Last Friday, January 27, the Global Business Dialogue hosted an event at the National Press Club on the topic
China Trade: 5 American Views.
Erin Ennis, senior vice president at the U.S. China Business Council, led off the discussion. Today's featured quote weaves together an observation she made at the beginning of her remarks and the closing sentence.
Those bookends had some heft to them. Ms. Ennis cited, for example, the facts that U.S. exports and investments in China supported some 2.6 million American jobs and added $216 billion to U.S. GDP in 2015. As for America's imports from China, they significantly lowered the cost of living for American shoppers, saving the average household about $850 in 2015. These and other figures she quoted can be found in a report the U.S.-China Business Council released earlier this year on
Understanding the U.S.-China Trade Relationship. One statistic that caught our eye in that report was the assessment that
"U.S. factories are still 90 percent more productive than Chinese manufacturers." Perhaps the most important, however, is the fact that China's middle class is now seen as larger than the entire population of the United States. In short, success in the Chinese market is critical to the long-term success of American business.

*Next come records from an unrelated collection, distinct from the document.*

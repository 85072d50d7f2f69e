//! Capability names the engine itself relies on

pub const CHILDREN_ATTRIBUTE: &str = "AXChildren";
pub const ROLE_ATTRIBUTE: &str = "AXRole";
pub const SUBROLE_ATTRIBUTE: &str = "AXSubrole";
pub const FOCUSED_ATTRIBUTE: &str = "AXFocused";

/// Prefix carried by role and capability constants.
pub const CONSTANT_PREFIX: &str = "AX";
//! Capability engine - dynamic resolution and search over a live element tree
//!
//! A `Node` wraps one remote element. Because the remote side describes its
//! own capabilities, nothing here is typed statically:
//! - Capability lists are fetched once per node and memoized (`cache`)
//! - Symbolic names resolve by case-insensitive suffix match (`matcher`)
//! - `Node::resolve` decides between attribute write, attribute read,
//!   action and descendant search (`resolver`)
//! - Descendant search filters by kind and `Criteria` (`search`, `criteria`)

pub mod cache;
pub mod constants;
pub mod criteria;
pub mod errors;
pub mod matcher;
pub mod naming;
pub mod node;
pub mod resolver;
pub mod search;

pub use cache::CapabilityCache;
pub use criteria::{Criteria, Expectation};
pub use errors::{AxError, Namespace};
pub use matcher::{constant_for, pattern_for};
pub use node::Node;
pub use resolver::{Arg, Lookup, Resolution};
pub use search::{SearchOptions, SearchResult};

pub use element_transport::{ElementRef, ElementTransport, TransportError, Value};
pub use wait_gate::WaitOptions;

Ms. Ennis had her concerns, however, a lot of them. And those concerns were not simply about the issues that bedevil any large trading relationship. They were concerns about the direction of China's policies. The hopeful moment was the fall of 2013, when a critical gathering of China's top leaders - the so-called Third Plenum - produced a document promising significant reforms. "Our analysis," she said, "and the experience of our companies that are doing business in the market is that, by and large, the reforms have not been implemented. And
in some sectors, China has even become more restrictive, particularly in technology and cyber related sectors."
The things that need to be done in China, at least from the perspective of American business, are not things the U.S. government can force China to do. They are things the Chinese will have to decide to do on their own and for their own reasons. That is not to say that Ms. Ennis didn't have some suggestions. She did. Here are a few of them. China could:
- Reduce the restriction on foreign ownership in China. (In many sectors, she said, China is quite open, with no restrictions but in autos, for example, and in many service areas restrictions apply.);
- Make licensing requirements the same for foreign and domestic firms;
- More broadly, eliminate the distinction between Chinese and foreign companies;
- Keep regulatory decisions non-political;
- Cooperate in bringing the WTO Environmental Goods Agreement to a Conclusion; and
- Address the issue of overcapacity in steel and other industries.